The second post I want to react to is The End Of Cyberspace's "More of the Meme." In this post Alex correctly notes that the ideology of anonymity is quickly disappearing among online social media. He states that there are fewer and fewer times during online interaction when it is appropriate (or possible, I'd say) to remain anonymous. This is the natural result of the social-classification and increasing 'control' aspects of our current moment. When the point of my interactions with new media has become to define myself and to define others, the concept of anonymity becomes completely irrelevant and impossible. To attempt to remain anonymous is to not actually participate in these media.

May 02, 2006

Public Funds in New Media Development: Late on the BBC

I'm a little late in the analysis game on the BBC's push toward a more participatory mode, but I think that's just as much a reflection of the speed of these new media as it is the circumstances in my own schedule.

On April 25th, the BBC announced that they will be, in the next six years, attempting to integrate new aspects of on-demand content and audience participation in their otherwise broadcast-centric approach:

"The plans build on opportunities created by new and emerging digital technologies and confront the challenges of seismic shifts in public expectations, lifestyle and behaviours and on building new relationships with audiences and individual households.

Ten teams have, for the past year, been exploring what the world may be like in 2012, what audiences may need and want and what the BBC needs to do about it."

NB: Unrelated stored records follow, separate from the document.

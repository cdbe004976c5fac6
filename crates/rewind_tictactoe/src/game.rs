//! Time-travel game state for tic-tac-toe.
//!
//! The game is an ordered list of immutable history entries plus a step
//! pointer into it. Moving from an earlier step branches: every entry
//! after the step is discarded before the new one is appended. Jumping
//! only moves the pointer.

use super::invariants::{InvariantSet, RewindInvariants};
use super::move_list::{MoveListEntry, SortOrder};
use super::rules;
use super::{Board, GameStatus, HistoryEntry, Player, Position};
use serde::{Deserialize, Serialize};
use tracing::{debug, instrument, warn};

/// What happened when a move was requested.
///
/// Rejected moves leave the game untouched; callers are free to ignore
/// the outcome.
#[derive(Debug, Clone, Copy, PartialEq, Eq, derive_more::Display)]
pub enum MoveOutcome {
    /// The mark was placed and the step advanced.
    #[display("{} played {}", _0, _1)]
    Applied(Player, Position),
    /// The target square already holds a mark.
    #[display("{} is already occupied", _0)]
    SquareOccupied(Position),
    /// The viewed snapshot already has a winner.
    #[display("Game is already won by {}", _0)]
    GameOver(Player),
    /// The raw cell index does not name a square.
    #[display("Cell index {} is out of range", _0)]
    OutOfRange(usize),
}

impl MoveOutcome {
    /// Returns true if the move changed the game.
    pub fn is_applied(&self) -> bool {
        matches!(self, MoveOutcome::Applied(..))
    }
}

/// A deserialized game state that breaks a history invariant.
#[derive(Debug, Clone, PartialEq, Eq, derive_more::Display, derive_more::Error)]
#[display("Invalid game state: {}", message)]
pub struct StateError {
    /// Every violated invariant, joined with "; ".
    pub message: String,
}

/// Wire shape of [`GameState`], checked before it becomes one.
#[derive(Deserialize)]
struct RawGameState {
    history: Vec<HistoryEntry>,
    step: usize,
    x_is_next: bool,
    move_list_flipped: bool,
}

/// Complete game state: history, viewed step, and move-list order.
#[derive(Debug, Clone, PartialEq, Eq, Serialize, Deserialize)]
#[serde(try_from = "RawGameState")]
pub struct GameState {
    history: Vec<HistoryEntry>,
    step: usize,
    x_is_next: bool,
    move_list_flipped: bool,
}

impl GameState {
    /// Creates a new game with a single empty entry, X to move.
    #[instrument]
    pub fn new() -> Self {
        Self {
            history: vec![HistoryEntry::initial()],
            step: 0,
            x_is_next: true,
            move_list_flipped: false,
        }
    }

    /// Builds a state from raw parts, bypassing move validation.
    #[cfg(test)]
    pub(crate) fn from_parts(history: Vec<HistoryEntry>, step: usize) -> Self {
        Self {
            history,
            step,
            x_is_next: step % 2 == 0,
            move_list_flipped: false,
        }
    }

    /// Plays the active player's mark at `pos`.
    ///
    /// A no-op if the square is occupied or the viewed snapshot already has
    /// a winner. Otherwise history after the current step is discarded, the
    /// new snapshot is appended, and the turn passes.
    #[instrument(skip(self), fields(step = self.step, player = %self.next_player()))]
    pub fn apply_move(&mut self, pos: Position) -> MoveOutcome {
        let current = self.current_snapshot();

        if let Some(winner) = rules::check_winner(current) {
            debug!(%winner, "Move ignored, game already won");
            return MoveOutcome::GameOver(winner);
        }

        if !current.is_empty(pos) {
            debug!(position = %pos, "Move ignored, square occupied");
            return MoveOutcome::SquareOccupied(pos);
        }

        let player = self.next_player();
        let next = self.history[self.step].advance(pos, player);

        let discarded = self.history.len() - (self.step + 1);
        if discarded > 0 {
            debug!(discarded, "Branching from earlier step, dropping future entries");
        }
        self.history.truncate(self.step + 1);
        self.history.push(next);
        self.step = self.history.len() - 1;
        self.x_is_next = !self.x_is_next;
        debug!(board = %self.current_snapshot().display(), "Move applied");

        if cfg!(debug_assertions) {
            self.assert_invariants();
        }

        MoveOutcome::Applied(player, pos)
    }

    /// Checks every history invariant, panicking in debug builds on violation.
    fn assert_invariants(&self) {
        if let Err(violations) = RewindInvariants::check_all(self) {
            for violation in &violations {
                warn!(description = %violation.description, "Invariant violated");
            }
            debug_assert!(violations.is_empty(), "Invariants violated after move");
        }
    }

    /// Plays at a raw cell index in `[0, 9)`.
    ///
    /// An index outside the board is a no-op.
    #[instrument(skip(self))]
    pub fn apply_move_at(&mut self, index: usize) -> MoveOutcome {
        match Position::try_from(index) {
            Ok(pos) => self.apply_move(pos),
            Err(e) => {
                debug!(error = %e, "Move ignored");
                MoveOutcome::OutOfRange(index)
            }
        }
    }

    /// Views history at `step` without discarding anything.
    ///
    /// Returns false (and changes nothing) if `step` is not in history.
    #[instrument(skip(self))]
    pub fn jump_to(&mut self, step: usize) -> bool {
        if step >= self.history.len() {
            warn!(step, len = self.history.len(), "Jump target outside history");
            return false;
        }
        self.step = step;
        self.x_is_next = step % 2 == 0;
        true
    }

    /// Flips the move-list display order. Game logic is unaffected.
    #[instrument(skip(self))]
    pub fn toggle_move_order(&mut self) {
        self.move_list_flipped = !self.move_list_flipped;
        debug!(flipped = self.move_list_flipped, "Move order toggled");
    }

    /// Board snapshot at the current step.
    pub fn current_snapshot(&self) -> &Board {
        self.history[self.step].board()
    }

    /// Winner of the current snapshot, if any.
    pub fn winner(&self) -> Option<Player> {
        rules::check_winner(self.current_snapshot())
    }

    /// Status of the current snapshot.
    pub fn status(&self) -> GameStatus {
        rules::evaluate(self.current_snapshot())
    }

    /// All history entries, oldest first.
    pub fn history(&self) -> &[HistoryEntry] {
        &self.history
    }

    /// Index of the entry being viewed.
    pub fn step(&self) -> usize {
        self.step
    }

    /// Index of the last entry in history.
    pub fn latest_step(&self) -> usize {
        self.history.len() - 1
    }

    /// Player due to move at the current step.
    pub fn next_player(&self) -> Player {
        if self.x_is_next { Player::X } else { Player::O }
    }

    /// Whether the move list is shown newest first.
    pub fn is_move_list_flipped(&self) -> bool {
        self.move_list_flipped
    }

    /// Current move-list order.
    pub fn sort_order(&self) -> SortOrder {
        SortOrder::from_flipped(self.move_list_flipped)
    }

    /// Rows of the move list in display order.
    pub fn move_list(&self) -> Vec<MoveListEntry> {
        let latest = self.latest_step();
        let mut rows: Vec<_> = self
            .history
            .iter()
            .enumerate()
            .map(|(step, entry)| {
                MoveListEntry::new(step, entry.last_location(), step == self.step, step == latest)
            })
            .collect();
        if self.move_list_flipped {
            rows.reverse();
        }
        rows
    }

    /// Status text for the viewed snapshot.
    pub fn status_line(&self) -> String {
        match self.status() {
            GameStatus::Won(player) => format!("Winner: {}", player),
            GameStatus::Draw => "Draw".to_string(),
            GameStatus::InProgress => format!("Next player: {}", self.next_player()),
        }
    }

    /// Label describing the move-list order.
    pub fn sort_order_label(&self) -> String {
        format!("Sort Order: {}", self.sort_order())
    }
}

impl TryFrom<RawGameState> for GameState {
    type Error = StateError;

    #[instrument(skip(raw), fields(step = raw.step, len = raw.history.len()))]
    fn try_from(raw: RawGameState) -> Result<Self, Self::Error> {
        let state = Self {
            history: raw.history,
            step: raw.step,
            x_is_next: raw.x_is_next,
            move_list_flipped: raw.move_list_flipped,
        };
        RewindInvariants::check_all(&state).map_err(|violations| {
            let message = violations
                .iter()
                .map(|v| v.description.as_str())
                .collect::<Vec<_>>()
                .join("; ");
            warn!(%message, "Rejected deserialized game state");
            StateError { message }
        })?;
        Ok(state)
    }
}

impl Default for GameState {
    fn default() -> Self {
        Self::new()
    }
}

To get more immediate reactions to this, I'll point you to Alex Barnett and Richard McManus, who both were much quicker on the uptake than I.

What I have found most interesting, however, is the political, social, and economic relationships this move is revealing between private and state-funded industry. The AP reported that Murdoch and his underlings are raising a stink over this due to the fact that the BBC is funded by public money. This view draws from the ideology of deregulatory period in British broadcasting that saw the rise of ITV and the like. This perspective sees private entities as necessary competitors to the public entity, able to provide programming that would otherwise not be available, and able to benefit from a less rigid market structure. Thus when Murdoch thinks it isn't fair that the BBC can make this move on the back of TV license fees, he is saying that the BBC, and by extension the government, is becoming anti-competetive.

I would disagree with this view; if anything, the BBC is proving that it has benefitted from degregulation by becoming an innovator itself. Rather than stagnating in older modes of content delivery (TV, radio, low-participatory web) the BBC is taking the step that many other competetive entities - Google and Yahoo come to mind immediately - are taking. Would Murdoch call out "unfair" if it were ITV who unveiled this "Creative Future" initiative? Certainly ITV would have to raise money at the expense of its viewers through the sale of more airtime/webspace just as the BBC has to raise money at the expense of its viewers through sustenance of the licsense fee (something Britons, as I experienced in my brief few months there, are not too fond of).

So what does this really mean? People are beginning to question the public role in new web/online development. This can only be a good thing. The philosophy of these new media idealize as democratic, accessible, and user-friendly. Shouldn't more public institutions be like this? Putting public funds into the BBC to innovate should be seen along the lines of putting public funds into the DMV to innovate, become a better run organization. And though Murdoch, I'm sure, has never experienced it, those lines are no fun.